§ **What the task requires**
Please give back, word for word, each line from the start of the entries through the one in which "(folio.blog_dir.clone(), folio.config.blog.extension.as_str())" is found.

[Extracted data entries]
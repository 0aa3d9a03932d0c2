//! Create a new content file

use anyhow::{bail, Result};
use std::fs;
use std::path::PathBuf;

use crate::helpers::date::date_iso;
use crate::Folio;

/// Create a blog post or collection entry named after `title`
///
/// Refuses to overwrite an existing file.
pub fn run(folio: &Folio, title: &str, collection: &str) -> Result<PathBuf> {
    let (dir, extension) = if collection == "blog" {
        (folio.blog_dir.clone(), folio.config.blog.extension.as_str())
    } else {
        let Some(config) = folio.config.collection(collection) else {
            bail!("Unknown collection: {}", collection);
        };
        (folio.collection_dir(collection), config.extension.as_str())
    };

    let slug = slug::slugify(title);
    if slug.is_empty() {
        bail!("Cannot derive a file name from title {:?}", title);
    }

    let file_path = dir.join(format!("{}.{}", slug, extension));
    if file_path.exists() {
        bail!("File already exists: {:?}", file_path);
    }

    let content = format!(
        "---\ntitle: {}\ndate: {}\ndescription: \n---\n\n",
        title,
        date_iso(&folio.today)
    );

    fs::create_dir_all(&dir)?;
    fs::write(&file_path, content)?;
    tracing::info!("Created: {:?}", file_path);

    Ok(file_path)
}

#[cfg(test)]
mod tests {
    use super::*;
    use crate::config::SiteConfig;
    use crate::content::FrontMatter;
    use chrono::NaiveDate;

    fn folio(base: &std::path::Path) -> Folio {
        Folio {
            today: NaiveDate::from_ymd_opt(2025, 7, 1).unwrap(),
            ..Folio::with_config(base, SiteConfig::default())
        }
    }

    #[test]
    fn test_new_blog_post() {
        let dir = tempfile::tempdir().unwrap();
        let folio = folio(dir.path());

        let path = run(&folio, "Hello, World!", "blog").unwrap();
        assert_eq!(path, folio.blog_dir.join("hello-world.md"));

        let content = fs::read_to_string(&path).unwrap();
        let (fm, body) = FrontMatter::parse(&content);
        assert_eq!(fm.title(), Some("Hello, World!"));
        assert_eq!(fm.date(), Some("2025-07-01"));
        assert_eq!(body, "");
    }

    #[test]
    fn test_refuses_to_overwrite() {
        let dir = tempfile::tempdir().unwrap();
        let folio = folio(dir.path());
        run(&folio, "Twice", "wegoch").unwrap();
        let err = run(&folio, "Twice", "wegoch").unwrap_err();
        assert!(err.to_string().contains("already exists"));
        assert!(folio.collection_dir("wegoch").join("twice.md").is_file());
    }

    #[test]
    fn test_unknown_collection() {
        let dir = tempfile::tempdir().unwrap();
        assert!(run(&folio(dir.path()), "x", "nope").is_err());
    }
}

§ **Completed task**
repository 0aa3d9a03932d0c2
//! Create a new content file

use anyhow::{bail, Result};
use std::fs;
use std::path::PathBuf;

use crate::helpers::date::date_iso;
use crate::Folio;

/// Create a blog post or collection entry named after `title`
///
/// Refuses to overwrite an existing file.
pub fn run(folio: &Folio, title: &str, collection: &str) -> Result<PathBuf> {
    let (dir, extension) = if collection == "blog" {
        (folio.blog_dir.clone(), folio.config.blog.extension.as_str())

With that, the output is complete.